In short, the arguments for mandatory union taxes were as follows:

  • Taxes should be changed only by the federal statutes passed by a supermajority, as federal statutes have different voting requirements compared to federal laws such as the labour reform, which require only a simple majority vote.
  • The alteration could weaken the union system, making it harder to defend employees against employers' arbitrariness.
  • The change also involves a tax waiver by the government, since a part of the union taxes were directed to federal social programmes.

Despite these arguments, the majority highlighted the following in its decision:

  • Although referred to as a 'tax', union taxes are not the same as taxes collected by federal, state and municipal governments and can thus be altered by federal laws.
  • No one can be required to join a union based on the fundamental right to freedom of association.
  • The number of unions is excessive (more than 16,000), while only 20% of workers are unionised, which generates social loss.
  • On several occasions, unions have engaged in political activities, including launching and supporting politicians and financing political parties using income collected by union contributions, which evidences that the union structure must be reformed.
  • Ending mandatory union contributions does not weaken unions, as they have many other revenue sources (including union dues).

The Official Gazette has not yet published the Supreme Court's decision.

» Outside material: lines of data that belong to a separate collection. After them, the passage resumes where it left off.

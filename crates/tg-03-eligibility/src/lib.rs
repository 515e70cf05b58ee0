//! # Eligibility Manager (tg-03)
//!
//! Marks a solid message **eligible** once the ledger effects of its payload
//! are no longer pending. Eligible messages may be used for tip selection
//! and structural voting.
//!
//! ## Flow
//!
//! ```text
//! Solidifier (2) ──MessageSolid──→ ┐
//!                                  ├──→ Eligibility (3) ──MessageEligible──→ consensus
//! UTXO DAG ──InclusionStateChanged─┘         │
//!                                            └── inclusion_state(tx) ──→ UTXO DAG
//! ```
//!
//! ## Rules
//!
//! | Payload | Eligible when |
//! |---------|---------------|
//! | none / data | immediately after solid |
//! | transaction | every dependency is Confirmed or Rejected |
//!
//! Rejection still grants eligibility: the carrying message stays
//! structurally usable even though its transaction is void. The dependency
//! set is chosen by [`DependencyScope`]; the check is an AND over that set.
//!
//! A pending dependency never blocks a thread. The message is indexed under
//! each pending transaction and re-checked when the UTXO DAG reports that
//! transaction resolved.

// Allow in tests
#![cfg_attr(test, allow(clippy::unwrap_used))]

pub mod adapters;
pub mod domain;
pub mod error;
pub mod events;
pub mod ports;
pub mod service;

pub use adapters::InMemoryUtxoDag;
pub use domain::{DependencyScope, EligibilityConfig, UnknownDependencyScope};
pub use error::{EligibilityError, EligibilityResult};
pub use events::EligibilityEvents;
pub use ports::{InclusionStateChange, LedgerStateError, UtxoDag};
pub use service::EligibilityManager;
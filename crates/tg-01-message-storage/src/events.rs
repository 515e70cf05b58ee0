//! Events emitted by the storage layer.

use shared_events::Event;
use shared_types::Message;
use std::sync::Arc;

/// Observer registries owned by [`crate::MessageStorage`].
#[derive(Debug)]
pub struct StorageEvents {
    /// Fired once per message id, after the message and its metadata are
    /// visible to readers.
    pub message_stored: Event<Arc<Message>>,
}

impl StorageEvents {
    pub fn new() -> Self {
        Self {
            message_stored: Event::new("MessageStored"),
        }
    }
}

impl Default for StorageEvents {
    fn default() -> Self {
        Self::new()
    }
}
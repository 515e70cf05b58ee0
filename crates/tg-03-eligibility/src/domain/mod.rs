//! # Domain Layer
//!
//! - `config` - Eligibility configuration and dependency scope
//! - `dependencies` - Payload → dependency set, pending-work index

pub mod config;
pub mod dependencies;

pub use config::{DependencyScope, EligibilityConfig, UnknownDependencyScope};
pub use dependencies::{ledger_dependencies, PendingDependencies};
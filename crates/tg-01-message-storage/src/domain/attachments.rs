//! # Attachment Index
//!
//! Many-to-many relation between transactions and the messages that carry
//! them. Only the forward direction (transaction → messages) is indexed; the
//! reverse is recoverable from the message payload.

use shared_types::{Attachment, MessageId, TransactionId};
use std::collections::{BTreeSet, HashMap};

/// Pure in-memory attachment relation. Locking is the caller's concern.
#[derive(Debug, Default)]
pub struct AttachmentIndex {
    by_transaction: HashMap<TransactionId, BTreeSet<MessageId>>,
    len: usize,
}

impl AttachmentIndex {
    pub fn new() -> Self {
        Self::default()
    }

    /// Returns `true` only the first time the pair is inserted.
    pub fn insert(&mut self, attachment: Attachment) -> bool {
        let inserted = self
            .by_transaction
            .entry(attachment.transaction_id)
            .or_default()
            .insert(attachment.message_id);
        if inserted {
            self.len += 1;
        }
        inserted
    }

    /// Messages carrying `transaction_id`, in id order.
    pub fn messages(&self, transaction_id: &TransactionId) -> Vec<MessageId> {
        self.by_transaction
            .get(transaction_id)
            .map(|set| set.iter().copied().collect())
            .unwrap_or_default()
    }

    pub fn contains(&self, attachment: &Attachment) -> bool {
        self.by_transaction
            .get(&attachment.transaction_id)
            .is_some_and(|set| set.contains(&attachment.message_id))
    }

    /// Number of stored pairs.
    pub fn len(&self) -> usize {
        self.len
    }

    pub fn is_empty(&self) -> bool {
        self.len == 0
    }
}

Therefore, the parties may still present motions for clarification; however, these should not change the Supreme Court's decision substantially.

Comment

The labour reform has ended mandatory union taxes, and the Supreme Court has found this change to be constitutional. The court's decision upholds the fundamental right to freedom of association guaranteed by the Constitution.

This was the first challenge to the labour reform and the Supreme Court based its decision on strict legal grounds. As a result, there will now be a change in union negotiations in Brazil, as unions may create obstacles during negotiations which employers must be prepared to overcome. On the other hand, the majority of employees are in favour of the Supreme Court's decision. This decision will undoubtedly be a challenge in future collective bargaining negotiations.

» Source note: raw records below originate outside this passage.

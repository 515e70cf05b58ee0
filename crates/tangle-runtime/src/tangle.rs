//! # Tangle
//!
//! Owns the three subsystems and the wiring between them.
//!
//! ```text
//! store_message ──→ MessageStorage ──MessageStored──→ Solidifier
//!                                                         │
//!                                                    MessageSolid
//!                                                         ↓
//! UtxoDag ──InclusionStateChanged──────────────→ EligibilityManager ──→ MessageEligible
//! ```

use crate::config::TangleConfig;
use crate::error::{TangleError, TangleResult};
use parking_lot::RwLock;
use shared_events::Event;
use shared_types::{Message, MessageId, MessageMetadata, SystemTimeSource, TimeSource};
use std::sync::atomic::{AtomicBool, Ordering};
use std::sync::Arc;
use tg_01_message_storage::MessageStorage;
use tg_02_solidifier::Solidifier;
use tg_03_eligibility::{EligibilityManager, UtxoDag};
use tracing::info;

/// Point-in-time counters.
#[derive(Debug, Clone, Copy, Default, PartialEq, Eq)]
pub struct TangleStats {
    pub messages: usize,
    pub attachments: usize,
    pub pending_solidifications: usize,
    pub missing_messages: usize,
    pub pending_dependencies: usize,
}

/// A running solidification and eligibility core.
pub struct Tangle<U: UtxoDag + 'static> {
    config: TangleConfig,
    storage: Arc<MessageStorage>,
    solidifier: Arc<Solidifier>,
    eligibility: Arc<EligibilityManager<U>>,
    accepting: AtomicBool,
    /// Held shared by every store call, exclusively by `shutdown`.
    in_flight: RwLock<()>,
}

impl<U: UtxoDag + 'static> Tangle<U> {
    pub fn new(config: TangleConfig, utxo_dag: Arc<U>) -> TangleResult<Self> {
        Self::with_time_source(config, utxo_dag, Arc::new(SystemTimeSource))
    }

    pub fn with_time_source(
        config: TangleConfig,
        utxo_dag: Arc<U>,
        time_source: Arc<dyn TimeSource>,
    ) -> TangleResult<Self> {
        config.validate()?;

        let storage = Arc::new(MessageStorage::with_time_source(time_source));
        let solidifier = Arc::new(Solidifier::new(Arc::clone(&storage), config.solidifier));
        let eligibility = Arc::new(EligibilityManager::new(
            Arc::clone(&storage),
            Arc::clone(&solidifier),
            utxo_dag,
            config.eligibility,
        ));

        solidifier.setup();
        eligibility.setup();

        info!(
            max_parent_age_ms = config.solidifier.max_parent_age_ms,
            scope = %config.eligibility.dependency_scope,
            "Tangle core started"
        );

        Ok(Self {
            config,
            storage,
            solidifier,
            eligibility,
            accepting: AtomicBool::new(true),
            in_flight: RwLock::new(()),
        })
    }

    /// Message arrival entry point.
    ///
    /// Returns `true` if the message was new. Solidification and eligibility
    /// run synchronously inside this call as far as dependencies allow.
    pub fn store_message(&self, message: Message) -> TangleResult<bool> {
        // Recursive read so a subscriber may store from inside a callback
        // while shutdown is waiting for the write lock.
        let _guard = self.in_flight.read_recursive();
        if !self.accepting.load(Ordering::SeqCst) {
            return Err(TangleError::ShuttingDown);
        }
        let (_, stored) = self.storage.store_message(message);
        Ok(stored)
    }

    /// Force (re-)evaluation of a message's eligibility.
    pub fn check_eligibility(&self, message_id: &MessageId) -> TangleResult<()> {
        Ok(self.eligibility.check_eligibility(message_id)?)
    }

    /// Force (re-)evaluation of a message's solidity.
    pub fn solidify(&self, message_id: &MessageId) -> TangleResult<()> {
        Ok(self.solidifier.solidify(message_id)?)
    }

    pub fn metadata(&self, message_id: &MessageId) -> TangleResult<MessageMetadata> {
        Ok(self.storage.metadata_snapshot(message_id)?)
    }

    /// Re-check messages parked on a ledger dependency.
    ///
    /// Returns how many became eligible. Does nothing once shutdown began.
    pub fn recheck_pending(&self) -> usize {
        let _guard = self.in_flight.read_recursive();
        if !self.accepting.load(Ordering::SeqCst) {
            return 0;
        }
        self.eligibility.recheck_pending()
    }

    /// Stop accepting messages and wait for in-flight store calls.
    ///
    /// Pending solidification and eligibility requests are dropped with the
    /// instance; nothing is persisted.
    pub fn shutdown(&self) {
        if !self.accepting.swap(false, Ordering::SeqCst) {
            return;
        }
        info!("Shutting down, draining in-flight messages");
        let _drained = self.in_flight.write();
        let stats = self.stats();
        info!(
            messages = stats.messages,
            pending_solidifications = stats.pending_solidifications,
            pending_dependencies = stats.pending_dependencies,
            "Tangle core stopped"
        );
    }

    pub fn is_shutting_down(&self) -> bool {
        !self.accepting.load(Ordering::SeqCst)
    }

    pub fn stats(&self) -> TangleStats {
        TangleStats {
            messages: self.storage.message_count(),
            attachments: self.storage.attachment_count(),
            pending_solidifications: self.solidifier.pending_request_count(),
            missing_messages: self.solidifier.missing_messages().len(),
            pending_dependencies: self.eligibility.pending_dependencies(),
        }
    }

    pub fn config(&self) -> &TangleConfig {
        &self.config
    }

    pub fn storage(&self) -> &Arc<MessageStorage> {
        &self.storage
    }

    pub fn solidifier(&self) -> &Arc<Solidifier> {
        &self.solidifier
    }

    pub fn eligibility_manager(&self) -> &Arc<EligibilityManager<U>> {
        &self.eligibility
    }

    pub fn message_solid(&self) -> &Event<Arc<Message>> {
        &self.solidifier.events().message_solid
    }

    pub fn message_missing(&self) -> &Event<MessageId> {
        &self.solidifier.events().message_missing
    }

    pub fn message_invalid(&self) -> &Event<Arc<Message>> {
        &self.solidifier.events().message_invalid
    }

    pub fn message_eligible(&self) -> &Event<Arc<Message>> {
        &self.eligibility.events().message_eligible
    }
}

For further information of this topic please contact Vinicius Sabatine or Marina Dutra Marques at Mattos Filho, Veiga Filho, Marrey Jr e Quiroga Advogados by telephone (+55 11 3147 7600) or email ([email protected] or [email protected]). The Mattos Filho, Veiga Filho, Marrey Jr e Quiroga Advogados website can be accessed at www.mattosfilho.com.br.

Endnotes

(1) Union dues are mandatory payments by employees who have agreed to become an associate or member of a union. On the other hand, union contribution or union tax were a mandatory annual payment by employees (regardless of whether they were a union member) to the union that represents their profession in connection with their employer's economic sector.